Module 6 closed with the dispatch deck producing real operational reports. Module 7 takes a different tack. The focus shifts from visualising what we have to computing new insights from the geographic data already in the database.

Most lessons in this module won’t introduce a new map. Some won’t even introduce a new view. The substance is what PostGIS can compute — the answers it gives to the questions you ask. Sometimes the right output is a sortable table. Sometimes a chart. Sometimes just exploration in bin/rails dbconsole.

This first lesson covers what’s probably the single most common source of confusion in PostGIS work: distance.

The naive question “how far apart are these two points?” has a trickier answer than you might expect. Get it wrong, and queries return numbers that are silently nonsensical — Cartesian distance in degrees of latitude, when what you wanted was metres on the surface of the Earth. The answer is a real number; it’s just the wrong real number, and there’s no error message.

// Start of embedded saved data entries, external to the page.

use std::collections::HashSet;
use std::fs;
use std::path::Path;

use anyhow::{ensure, Context, Result};

/// Load the project registry: a UTF-16-LE TSV with a header row and
/// (name, unique-key) columns. Rows repeating a unique-key are dropped
/// (first kept); the returned names are sorted.
pub fn load_registry(path: &Path) -> Result<Vec<String>> {
    let bytes =
        fs::read(path).with_context(|| format!("reading project registry {}", path.display()))?;
    let text = decode_utf16_le(&bytes)
        .with_context(|| format!("decoding project registry {}", path.display()))?;

    let mut names = Vec::new();
    let mut seen = HashSet::new();
    for (i, line) in text.lines().enumerate() {
        if i == 0 || line.is_empty() {
            continue;
        }
        let fields: Vec<&str> = line.split('\t').collect();
        ensure!(fields.len() == 2, "malformed registry line {}: {line:?}", i + 1);
        let (name, unique) = (fields[0], fields[1]);
        if seen.insert(unique.to_string()) {
            names.push(name.to_string());
        }
    }
    names.sort();
    Ok(names)
}

fn decode_utf16_le(bytes: &[u8]) -> Result<String> {
    ensure!(bytes.len() % 2 == 0, "odd byte count for UTF-16 content");
    let units = bytes
        .chunks_exact(2)
        .map(|c| u16::from_le_bytes([c[0], c[1]]));
    let mut text: String = char::decode_utf16(units)
        .collect::<Result<_, _>>()
        .context("invalid UTF-16")?;
    if text.starts_with('\u{feff}') {
        text.remove(0);
    }
    Ok(text)
}

/// Filesystem-safe project name used for cache/log/marker paths.
pub fn clean_name(name: &str) -> String {
    name.replace('/', "_")
}

/// Output-file form of a project name: spaces become underscores, every
/// other byte outside the unreserved set is percent-encoded.
pub fn quoted_name(name: &str) -> String {
    let underscored = name.replace(' ', "_");
    let mut out = String::with_capacity(underscored.len());
    for b in underscored.bytes() {
        match b {
            b'A'..=b'Z' | b'a'..=b'z' | b'0'..=b'9' | b'_' | b'.' | b'-' | b'~' => {
                out.push(b as char)
            }
            _ => out.push_str(&format!("%{b:02X}")),
        }
    }
    out
}
use std::collections::btree_map::Entry;
use std::collections::BTreeMap;

use crate::record::{DedupKey, LogRecord};

/// Outcome of folding one record into the set.
#[derive(Debug)]
pub enum Insert {
    Added,
    /// Key already present with identical fields.
    Duplicate,
    /// Key already present with different fields; first-seen wins. Carries
    /// both versions so the caller can log them.
    Conflict {
        kept: LogRecord,
        discarded: LogRecord,
    },
}

/// Project-level record set keyed by (timestamp, article, action).
/// Iteration order is the canonical output order.
#[derive(Debug, Default)]
pub struct RecordSet {
    map: BTreeMap<DedupKey, LogRecord>,
}

impl RecordSet {
    pub fn new() -> Self {
        Self::default()
    }

    pub fn insert(&mut self, rec: LogRecord) -> Insert {
        match self.map.entry(rec.key()) {
            Entry::Vacant(slot) => {
                slot.insert(rec);
                Insert::Added
            }
            Entry::Occupied(slot) if slot.get() == &rec => Insert::Duplicate,
            Entry::Occupied(slot) => Insert::Conflict {
                kept: slot.get().clone(),
                discarded: rec,
            },
        }
    }

    pub fn iter(&self) -> impl Iterator<Item = &LogRecord> {
        self.map.values()
    }

    pub fn len(&self) -> usize {
        self.map.len()
    }

    pub fn is_empty(&self) -> bool {
        self.map.is_empty()
    }
}

#[cfg(test)]
mod tests {
    use super::*;
    use crate::record::Action;

    fn rec(ts: i64, name: &str, action: Action, new_qual: &str) -> LogRecord {
        LogRecord {
            project: "Dogs".into(),
            timestamp: ts,
            action,
            article_name: name.into(),
            old_quality: String::new(),
            new_quality: new_qual.into(),
            old_importance: String::new(),
            new_importance: String::new(),
            new_article_name: String::new(),
            old_article_link: String::new(),
            old_talk_link: String::new(),
        }
    }

    #[test]
    fn first_seen_wins() {
        let mut set = RecordSet::new();
        assert!(matches!(
            set.insert(rec(100, "Dog", Action::Assessed, "B-Class")),
            Insert::Added
        ));
        assert!(matches!(
            set.insert(rec(100, "Dog", Action::Assessed, "B-Class")),
            Insert::Duplicate
        ));
        match set.insert(rec(100, "Dog", Action::Assessed, "Start-Class")) {
            Insert::Conflict { kept, discarded } => {
                assert_eq!(kept.new_quality, "B-Class");
                assert_eq!(discarded.new_quality, "Start-Class");
            }
            other => panic!("expected conflict, got {other:?}"),
        }
        assert_eq!(set.len(), 1);
        assert_eq!(set.iter().next().unwrap().new_quality, "B-Class");
    }

    #[test]
    fn iteration_is_key_ordered() {
        let mut set = RecordSet::new();
        set.insert(rec(200, "Cat", Action::Assessed, ""));
        set.insert(rec(100, "Dog", Action::Renamed, ""));
        set.insert(rec(100, "Dog", Action::Assessed, ""));
        set.insert(rec(100, "Cat", Action::Assessed, ""));
        let keys: Vec<_> = set
            .iter()
            .map(|r| (r.timestamp, r.article_name.clone(), r.action))
            .collect();
        let mut sorted = keys.clone();
        sorted.sort();
        assert_eq!(keys, sorted);
        assert_eq!(keys[0], (100, "Cat".to_string(), Action::Assessed));
    }

    #[test]
    fn refolding_identical_input_is_idempotent() {
        let inputs = [
            rec(100, "Dog", Action::Assessed, "B-Class"),
            rec(150, "Cat", Action::Removed, ""),
            rec(100, "Dog", Action::Assessed, "B-Class"),
        ];
        let mut once = RecordSet::new();
        for r in &inputs {
            once.insert(r.clone());
        }
        let mut twice = RecordSet::new();
        for r in inputs.iter().chain(inputs.iter()) {
            twice.insert(r.clone());
        }
        let a: Vec<_> = once.iter().map(LogRecord::tsv_row).collect();
        let b: Vec<_> = twice.iter().map(LogRecord::tsv_row).collect();
        assert_eq!(a, b);
    }
}
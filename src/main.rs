mod cache;
mod config;
mod dedup;
mod output;
mod parser;
mod plog;
mod projects;
mod record;

use std::path::PathBuf;
use std::time::Instant;

use clap::{Parser, Subcommand};
use indicatif::{ProgressBar, ProgressStyle};
use rayon::prelude::*;

use config::Config;

#[derive(Parser)]
#[command(name = "assesslog", about = "WikiProject assessment-log parser")]
struct Cli {
    /// Run directory containing data/ and output/
    #[arg(long, default_value = ".")]
    root: PathBuf,
    /// Project registry TSV (UTF-16-LE); defaults to data/projects.utf-16-le.tsv
    #[arg(long)]
    projects: Option<PathBuf>,
    #[command(subcommand)]
    command: Commands,
}

#[derive(Subcommand)]
enum Commands {
    /// Parse cached log pages for every pending project
    Parse {
        /// First project name to process (skip names sorting before it)
        #[arg(long)]
        from: Option<String>,
        /// Stop before this project name
        #[arg(long)]
        to: Option<String>,
        /// Max projects to process this run
        #[arg(short = 'n', long)]
        limit: Option<usize>,
    },
    /// Show registry and completion statistics
    Stats,
}

fn main() -> anyhow::Result<()> {
    tracing_subscriber::fmt()
        .with_env_filter(
            tracing_subscriber::EnvFilter::try_from_default_env()
                .unwrap_or_else(|_| "info".into()),
        )
        .init();

    let t0 = Instant::now();
    let cli = Cli::parse();
    let cfg = Config::new(cli.root, cli.projects);

    let result = match cli.command {
        Commands::Parse { from, to, limit } => run_parse(&cfg, from, to, limit),
        Commands::Stats => run_stats(&cfg),
    };

    let elapsed = t0.elapsed();
    if elapsed.as_secs() >= 1 {
        println!("\nDone in {}", format_duration(elapsed));
    }

    result
}

fn run_parse(
    cfg: &Config,
    from: Option<String>,
    to: Option<String>,
    limit: Option<usize>,
) -> anyhow::Result<()> {
    let names = projects::load_registry(&cfg.projects_tsv)?;

    let mut completed = 0usize;
    let mut pending: Vec<String> = Vec::new();
    for name in &names {
        if let Some(f) = &from {
            if f > name {
                tracing::debug!("skipping (before --from): {name}");
                continue;
            }
        }
        if let Some(t) = &to {
            if t <= name {
                break;
            }
        }
        if output::is_complete(&cfg.marker_path(&projects::clean_name(name))) {
            completed += 1;
            continue;
        }
        pending.push(name.clone());
    }
    if let Some(n) = limit {
        pending.truncate(n);
    }

    if pending.is_empty() {
        println!(
            "No pending projects ({completed} already complete of {} in range).",
            names.len()
        );
        return Ok(());
    }
    println!(
        "Parsing {} projects ({completed} already complete)...",
        pending.len()
    );

    let pb = ProgressBar::new(pending.len() as u64);
    pb.set_style(
        ProgressStyle::default_bar()
            .template("[{elapsed_precise}] {bar:40} {pos}/{len} ({per_sec}, eta {eta})")?
            .progress_chars("=> "),
    );

    // Projects are fully independent (disjoint cache/log/output paths), so
    // they parallelize at this level; page order within a project stays
    // strictly sequential.
    let results: Vec<(usize, bool)> = pending
        .par_iter()
        .map(|name| {
            let res = parser::parse_project(cfg, name);
            let out = match res {
                Ok(summary) => {
                    if summary.aborted_pages > 0 {
                        tracing::warn!(
                            project = %name,
                            "{} of {} pages aborted",
                            summary.aborted_pages,
                            summary.pages
                        );
                    }
                    (summary.records, true)
                }
                Err(e) => {
                    tracing::error!(project = %name, "parse failed: {e:#}");
                    (0, false)
                }
            };
            let cache_dir = cfg.cache_dir(&projects::clean_name(name));
            if cache_dir.exists() {
                if let Err(e) = cache::cleanup(&cache_dir) {
                    tracing::warn!(project = %name, "cache cleanup failed: {e}");
                }
            }
            pb.inc(1);
            out
        })
        .collect();
    pb.finish_and_clear();

    let ok = results.iter().filter(|(_, ok)| *ok).count();
    let failed = results.len() - ok;
    let records: usize = results.iter().map(|(n, _)| n).sum();
    println!("Done: {ok} projects parsed ({failed} failed), {records} records.");
    Ok(())
}

fn run_stats(cfg: &Config) -> anyhow::Result<()> {
    let names = projects::load_registry(&cfg.projects_tsv)?;
    let completed = names
        .iter()
        .filter(|n| output::is_complete(&cfg.marker_path(&projects::clean_name(n))))
        .count();
    let outputs = match std::fs::read_dir(cfg.assessments_dir()) {
        Ok(entries) => entries
            .flatten()
            .filter(|e| e.file_name().to_string_lossy().ends_with(".utf8.tsv"))
            .count(),
        Err(_) => 0,
    };
    println!("Projects:  {}", names.len());
    println!("Complete:  {completed}");
    println!("Pending:   {}", names.len() - completed);
    println!("Outputs:   {outputs}");
    Ok(())
}

fn format_duration(d: std::time::Duration) -> String {
    let secs = d.as_secs();
    if secs < 60 {
        format!("{:.1}s", d.as_secs_f64())
    } else if secs < 3600 {
        format!("{}m {}s", secs / 60, secs % 60)
    } else {
        format!("{}h {}m {}s", secs / 3600, (secs % 3600) / 60, secs % 60)
    }
}
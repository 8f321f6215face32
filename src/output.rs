use std::fs::{self, File};
use std::io::{BufWriter, Write};
use std::path::{Path, PathBuf};

use anyhow::{Context, Result};

use crate::dedup::RecordSet;
use crate::record::COLUMNS;

/// Write the project's sorted records as a TSV. The file is written to a
/// `.tmp` sibling and renamed into place, so a crash mid-write cannot leave
/// a complete-looking output; the caller writes the completion marker only
/// after this returns Ok.
pub fn write_assessments(path: &Path, records: &RecordSet) -> Result<()> {
    if let Some(dir) = path.parent() {
        fs::create_dir_all(dir)
            .with_context(|| format!("creating output directory {}", dir.display()))?;
    }
    let tmp = tmp_path(path);
    {
        let file = File::create(&tmp)
            .with_context(|| format!("creating output file {}", tmp.display()))?;
        let mut w = BufWriter::new(file);
        writeln!(w, "{}", COLUMNS.join("\t"))?;
        for rec in records.iter() {
            writeln!(w, "{}", rec.tsv_row())?;
        }
        w.flush()?;
    }
    fs::rename(&tmp, path)
        .with_context(|| format!("renaming output into place at {}", path.display()))?;
    Ok(())
}

pub fn write_marker(path: &Path, project_name: &str) -> Result<()> {
    if let Some(dir) = path.parent() {
        fs::create_dir_all(dir)
            .with_context(|| format!("creating marker directory {}", dir.display()))?;
    }
    fs::write(path, project_name)
        .with_context(|| format!("writing completion marker {}", path.display()))?;
    Ok(())
}

pub fn is_complete(marker_path: &Path) -> bool {
    marker_path.exists()
}

fn tmp_path(path: &Path) -> PathBuf {
    let mut name = path.as_os_str().to_owned();
    name.push(".tmp");
    PathBuf::from(name)
}
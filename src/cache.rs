use std::fs::{self, File};
use std::io::BufReader;
use std::path::Path;
use std::sync::LazyLock;

use anyhow::{Context, Result};
use flate2::read::GzDecoder;
use regex::Regex;

use crate::config::Config;

static CACHE_FILE_RE: LazyLock<Regex> =
    LazyLock::new(|| Regex::new(r"^oldid=(\d+)\.html").unwrap());

/// Unpack a project's crawled cache archive into the run directory. The
/// archive carries `output/projects/<name>/cache/...` relative paths.
/// Failure here is a project-level error: the caller logs it and moves on.
pub fn decompress(cfg: &Config, clean_name: &str) -> Result<()> {
    let tar_path = cfg.crawl_tar(clean_name);
    let file = File::open(&tar_path)
        .with_context(|| format!("opening cache archive {}", tar_path.display()))?;
    let mut archive = tar::Archive::new(GzDecoder::new(BufReader::new(file)));
    archive
        .unpack(&cfg.root)
        .with_context(|| format!("unpacking cache archive {}", tar_path.display()))?;
    Ok(())
}

/// Cached page ids, newest revision first — the required walk order, since
/// continuation resolution carries the date forward from newer pages.
pub fn page_ids(cache_dir: &Path) -> Result<Vec<u64>> {
    let mut ids = Vec::new();
    for entry in fs::read_dir(cache_dir)
        .with_context(|| format!("listing cache {}", cache_dir.display()))?
    {
        let entry = entry?;
        let name = entry.file_name();
        let name = name.to_string_lossy();
        match CACHE_FILE_RE.captures(&name) {
            Some(caps) => {
                if let Ok(id) = caps[1].parse::<u64>() {
                    ids.push(id);
                }
            }
            None => tracing::debug!("ignoring non-page cache file: {name}"),
        }
    }
    ids.sort_unstable_by(|a, b| b.cmp(a));
    Ok(ids)
}

pub fn read_page(cache_dir: &Path, page_id: u64) -> Result<String> {
    let path = cache_dir.join(format!("oldid={page_id}.html"));
    let bytes =
        fs::read(&path).with_context(|| format!("reading cached page {}", path.display()))?;
    Ok(String::from_utf8_lossy(&bytes).into_owned())
}

pub fn cleanup(cache_dir: &Path) -> std::io::Result<()> {
    fs::remove_dir_all(cache_dir)
}
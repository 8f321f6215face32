use crate::parser::nodes::Item;
use crate::parser::rules::{Extraction, RuleResult, RULES};

/// Classification of one log entry. Explicit result instead of control-flow
/// signals: every call site handles all three cases.
#[derive(Debug)]
pub enum Outcome {
    Record(Extraction),
    /// Recognized noise (testing artifacts, blank days, bare names,
    /// exclusion-listed corruption); not an error.
    Ignore,
    /// No rule recognized the entry, or its structure defeated extraction.
    Error(String),
}

/// Run one entry through the rule cascade; first match wins. An extraction
/// with an empty article name is noise (bot bug), not a record.
pub fn classify(item: &Item) -> Outcome {
    for rule in RULES {
        let Some(caps) = rule.matcher.captures(&item.text) else {
            continue;
        };
        match (rule.extract)(&caps, item) {
            RuleResult::Extract(ex) => {
                if ex.article_name.is_empty() {
                    return Outcome::Ignore;
                }
                return Outcome::Record(ex);
            }
            RuleResult::Ignore => return Outcome::Ignore,
            RuleResult::Fail(reason) => return Outcome::Error(reason),
            RuleResult::Pass => continue,
        }
    }
    Outcome::Error("unrecognized format".to_string())
}

#[cfg(test)]
mod tests {
    use super::*;
    use crate::parser::nodes::Link;
    use crate::parser::rules::EXCLUDED_ENTRIES;
    use crate::record::Action;

    fn item(text: &str) -> Item {
        Item {
            toc: false,
            text: text.to_string(),
            links: Vec::new(),
        }
    }

    fn item_with_links(text: &str, link_texts: &[&str]) -> Item {
        Item {
            toc: false,
            text: text.to_string(),
            links: link_texts
                .iter()
                .map(|t| Link {
                    text: t.to_string(),
                    href: format!("/wiki/{t}"),
                })
                .collect(),
        }
    }

    fn expect_record(outcome: Outcome) -> Extraction {
        match outcome {
            Outcome::Record(ex) => ex,
            other => panic!("expected record, got {other:?}"),
        }
    }

    #[test]
    fn assessed_with_both_ratings() {
        let it = item_with_links(
            "Dog (talk) assessed. Quality assessed as Start-Class (rev · t). \
             Importance assessed as Mid-Class (rev · t).",
            &["Dog", "talk", "rev", "t", "rev", "t"],
        );
        let ex = expect_record(classify(&it));
        assert_eq!(ex.action, Action::Assessed);
        assert_eq!(ex.article_name, "Dog");
        assert_eq!(ex.new_quality, "Start-Class");
        assert_eq!(ex.new_importance, "Mid-Class");
        assert_eq!(ex.old_quality, "");
        assert_eq!(ex.old_importance, "");
    }

    #[test]
    fn assessed_name_with_parentheses_comes_from_link() {
        let it = item_with_links(
            "Python (programming language) (talk) assessed. Quality assessed as B-Class (rev · t).",
            &["Python (programming language)", "talk", "rev", "t"],
        );
        let ex = expect_record(classify(&it));
        assert_eq!(ex.article_name, "Python (programming language)");
        assert_eq!(ex.new_quality, "B-Class");
    }

    #[test]
    fn reassessed_quality_change() {
        let it = item_with_links(
            "Cat (talk) reassessed. Quality rating changed from Stub-Class to Start-Class.",
            &["Cat", "talk"],
        );
        let ex = expect_record(classify(&it));
        assert_eq!(ex.action, Action::Reassessed);
        assert_eq!(ex.article_name, "Cat");
        assert_eq!(ex.old_quality, "Stub-Class");
        assert_eq!(ex.new_quality, "Start-Class");
        assert_eq!(ex.new_importance, "");
    }

    #[test]
    fn reassessed_importance_change() {
        let it = item(
            "Cat (talk) reassessed. Importance rating changed from Low-Class to Mid-Class (rev · t).",
        );
        let ex = expect_record(classify(&it));
        assert_eq!(ex.action, Action::Reassessed);
        assert_eq!(ex.old_importance, "Low-Class");
        assert_eq!(ex.new_importance, "Mid-Class");
    }

    #[test]
    fn reassessed_inline_form() {
        let it = item("Horse reassessed from Stub-Class (Low-Class) to Start-Class(Mid-Class)");
        let ex = expect_record(classify(&it));
        assert_eq!(ex.action, Action::Reassessed);
        assert_eq!(ex.article_name, "Horse");
        assert_eq!(ex.old_quality, "Stub-Class");
        assert_eq!(ex.old_importance, "Low-Class");
        assert_eq!(ex.new_quality, "Start-Class");
        assert_eq!(ex.new_importance, "Mid-Class");
    }

    #[test]
    fn assessed_talk_after_name_comes_from_link() {
        let it = item_with_links(
            "Dog assessed. Quality assessed as Start-Class (rev · t).",
            &["Dog", "rev", "t"],
        );
        let ex = expect_record(classify(&it));
        assert_eq!(ex.action, Action::Assessed);
        assert_eq!(ex.article_name, "Dog");
        assert_eq!(ex.new_quality, "Start-Class");
    }

    #[test]
    fn assessed_talk_after_without_links_is_error() {
        let it = item("Dog assessed. Quality assessed as Start-Class (rev · t).");
        assert!(matches!(classify(&it), Outcome::Error(_)));
    }

    #[test]
    fn renamed_with_assessment_keeps_old_importance() {
        let it = item("Old Town (talk) B-Class (High-Class) renamed to New Town.");
        let ex = expect_record(classify(&it));
        assert_eq!(ex.action, Action::Renamed);
        assert_eq!(ex.article_name, "Old Town");
        assert_eq!(ex.old_importance, "High-Class");
        assert_eq!(ex.new_article_name, "New Town.");
        assert_eq!(ex.old_quality, "");
    }

    // Nested parentheses in the talk link defeat the sentence patterns, so
    // these route through the link-position rule.
    const NESTED_RENAME: &str = "Foo (x) (Talk:Foo (x)|talk) renamed to Bar (y)";

    #[test]
    fn renamed_two_links_takes_second() {
        let it = item_with_links(NESTED_RENAME, &["Foo (x)", "Bar (y)"]);
        let ex = expect_record(classify(&it));
        assert_eq!(ex.action, Action::Renamed);
        assert_eq!(ex.article_name, "Foo (x)");
        assert_eq!(ex.new_article_name, "Bar (y)");
    }

    #[test]
    fn renamed_three_links_takes_third() {
        let it = item_with_links(NESTED_RENAME, &["Foo (x)", "talk", "Bar (y)"]);
        let ex = expect_record(classify(&it));
        assert_eq!(ex.article_name, "Foo (x)");
        assert_eq!(ex.new_article_name, "Bar (y)");
    }

    #[test]
    fn renamed_new_name_resolving_to_talk_label_is_error() {
        let it = item_with_links(NESTED_RENAME, &["Foo (x)", "talk"]);
        assert!(matches!(classify(&it), Outcome::Error(_)));
    }

    #[test]
    fn renamed_single_link_is_error() {
        let it = item_with_links(NESTED_RENAME, &["Foo (x)"]);
        assert!(matches!(classify(&it), Outcome::Error(_)));
    }

    #[test]
    fn renamed_plain_sentence() {
        let it = item("Old Name renamed to New Name.");
        let ex = expect_record(classify(&it));
        assert_eq!(ex.action, Action::Renamed);
        assert_eq!(ex.article_name, "Old Name");
        assert_eq!(ex.new_article_name, "New Name");
    }

    #[test]
    fn moved_with_talk_labels_is_rename() {
        let it = item("Foo talk moved to Bar talk");
        let ex = expect_record(classify(&it));
        assert_eq!(ex.action, Action::Renamed);
        assert_eq!(ex.article_name, "Foo");
        assert_eq!(ex.new_article_name, "Bar");
    }

    #[test]
    fn added_with_nested_talk_parens() {
        let it = item("Ship (Talk:Ship (1911) talk) B-Class (Low-Class) added");
        let ex = expect_record(classify(&it));
        assert_eq!(ex.action, Action::Assessed);
        assert_eq!(ex.article_name, "Ship");
        assert_eq!(ex.new_quality, "B-Class");
        assert_eq!(ex.new_importance, "Low-Class");
    }

    #[test]
    fn added_strips_leftover_brackets() {
        let it = item("[[Ship]] (Talk:Ship (1911) talk) B-Class (Low-Class) added");
        let ex = expect_record(classify(&it));
        assert_eq!(ex.article_name, "Ship");
    }

    #[test]
    fn added_plain_and_created() {
        let ex = expect_record(classify(&item("Ship (talk) added")));
        assert_eq!(ex.action, Action::Assessed);
        assert_eq!(ex.article_name, "Ship");

        let ex = expect_record(classify(&item("Ship (Talk:Ship|talk) Created as stub")));
        assert_eq!(ex.action, Action::Assessed);
        assert_eq!(ex.article_name, "Ship");
    }

    #[test]
    fn recreated_with_class() {
        let ex = expect_record(classify(&item("Ship (talk) Stub-Class recreated")));
        assert_eq!(ex.action, Action::Assessed);
        assert_eq!(ex.article_name, "Ship");
        assert_eq!(ex.new_quality, "Stub-Class");
    }

    #[test]
    fn removed_plain() {
        let ex = expect_record(classify(&item("Ship (talk) removed.")));
        assert_eq!(ex.action, Action::Removed);
        assert_eq!(ex.article_name, "Ship");
        assert_eq!(ex.old_importance, "");
    }

    #[test]
    fn removed_with_assessment_keeps_old_importance() {
        let ex = expect_record(classify(&item(
            "Ship (talk) Stub-Class (Low-Class) removed.",
        )));
        assert_eq!(ex.action, Action::Removed);
        assert_eq!(ex.old_importance, "Low-Class");
    }

    #[test]
    fn removed_without_name_is_ignored() {
        assert!(matches!(
            classify(&item("(talk) Stub-Class (Low-Class) removed.")),
            Outcome::Ignore
        ));
    }

    #[test]
    fn removed_no_talk_form() {
        let ex = expect_record(classify(&item("Ship removed.")));
        assert_eq!(ex.action, Action::Removed);
        assert_eq!(ex.article_name, "Ship");
    }

    #[test]
    fn moved_from_to_is_reassessment() {
        let ex = expect_record(classify(&item(
            "Ship moved from Stub-Class (Low-Class) to Start-Class (Mid-Class)",
        )));
        assert_eq!(ex.action, Action::Reassessed);
        assert_eq!(ex.old_quality, "Stub-Class");
        assert_eq!(ex.old_importance, "Low-Class");
        assert_eq!(ex.new_quality, "Start-Class");
        assert_eq!(ex.new_importance, "Mid-Class");
    }

    #[test]
    fn good_article_upgrade() {
        let ex = expect_record(classify(&item("Ship upgraded to good article status")));
        assert_eq!(ex.action, Action::Reassessed);
        assert_eq!(ex.new_quality, "GA-Class");
    }

    #[test]
    fn noise_forms_are_ignored() {
        for text in [
            "Temp bot test entry",
            "Ship (talk) B-Class (Low-Class)",
            "(talk) dangling entry",
            "(No changes today)",
            "^ stray markup from one project",
        ] {
            assert!(
                matches!(classify(&item(text)), Outcome::Ignore),
                "expected ignore for {text:?}"
            );
        }
    }

    #[test]
    fn every_excluded_entry_is_ignored() {
        for text in EXCLUDED_ENTRIES.iter() {
            assert!(
                matches!(classify(&item(text)), Outcome::Ignore),
                "expected ignore for {text:?}"
            );
        }
    }

    #[test]
    fn bare_linked_name_is_ignored() {
        let it = item_with_links("Lonesome Article", &["Lonesome Article"]);
        assert!(matches!(classify(&it), Outcome::Ignore));
    }

    #[test]
    fn unrecognized_text_is_an_error() {
        assert!(matches!(
            classify(&item("this sentence matches no known bot output")),
            Outcome::Error(_)
        ));
    }

    #[test]
    fn specific_removed_rule_wins_over_generic() {
        // carries an assessment, so the talk-paren must not be mistaken for
        // the trailing "removed" form
        let ex = expect_record(classify(&item(
            "Ship (talk) B-Class (High-Class) removed.",
        )));
        assert_eq!(ex.action, Action::Removed);
        assert_eq!(ex.old_importance, "High-Class");
    }
}
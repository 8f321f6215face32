use std::fs::{self, File, OpenOptions};
use std::io::Write;
use std::path::Path;

use anyhow::{Context, Result};
use chrono::Utc;

/// Per-project diagnostic log (`parse.log` in the project's output
/// directory). Constructed by the orchestrator for the duration of one
/// project's parse; lines are written through immediately so the log is
/// readable while a long parse runs. Warnings and errors are mirrored to the
/// process log so batch runs surface them without opening project files.
pub struct ProjectLog {
    project: String,
    file: File,
}

impl ProjectLog {
    pub fn create(path: &Path, project: &str) -> Result<Self> {
        if let Some(dir) = path.parent() {
            fs::create_dir_all(dir)
                .with_context(|| format!("creating log directory {}", dir.display()))?;
        }
        let file = OpenOptions::new()
            .create(true)
            .append(true)
            .open(path)
            .with_context(|| format!("opening project log {}", path.display()))?;
        Ok(Self {
            project: project.to_string(),
            file,
        })
    }

    fn write(&mut self, level: &str, msg: &str) {
        let ts = Utc::now().format("%Y-%m-%dT%H:%M:%SZ");
        let _ = writeln!(self.file, "[{ts}][{level}] {msg}");
    }

    pub fn info(&mut self, msg: &str) {
        self.write("INFO", msg);
    }

    pub fn warn(&mut self, msg: &str) {
        tracing::warn!(project = %self.project, "{msg}");
        self.write("WARN", msg);
    }

    pub fn error(&mut self, msg: &str) {
        tracing::error!(project = %self.project, "{msg}");
        self.write("ERROR", msg);
    }
}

This lesson untangles that — when distance is degrees, when it’s metres, why the difference exists, and how to make sure you get what you intended.

A motivating question

A simple question for the dispatch deck: how far is each customer from the Sydney CBD depot?

Customers and depots both have location columns — point geometries, geocoded to real addresses. No relationships needed; just two tables and the question of distance between their points.

In bin/rails dbconsole, the most direct query you’d write is:

1
2
3
4
5
SELECT c.name AS customer,
       ST_Distance(c.location, d.location) AS distance
FROM customers c, depots d
WHERE d.code = 'SYDCBD'
LIMIT 10;

(d.code is the depot’s short identifier; SYDCBD is the Sydney CBD depot. Substitute your own depot codes if they differ.)

Run that. The output looks something like:

       customer        |     distance
-----------------------+-------------------
 Alice Anderson        | 0.0824931...
 Brian Brown           | 0.1421054...
 Catherine Chen        | 0.4156782...
 David Davis           | 0.0398761...
 Eleanor Edwards       | 0.0712347...

Hmm. The numbers are real but they’re certainly not metres, and they’re not kilometres either. They’re somewhere around 0.04 to 0.4.

Those are degrees.

Why degrees?

To explain, we need a small detour into how PostgreSQL stores spatial data.

The location column on customers is a geometry(Point, 4326). Two parts to that:

  • Point — the geometry type. A 2D point with x and y coordinates.
  • 4326 — the SRID, or Spatial Reference Identifier. Identifies the coordinate system the point’s coordinates refer to.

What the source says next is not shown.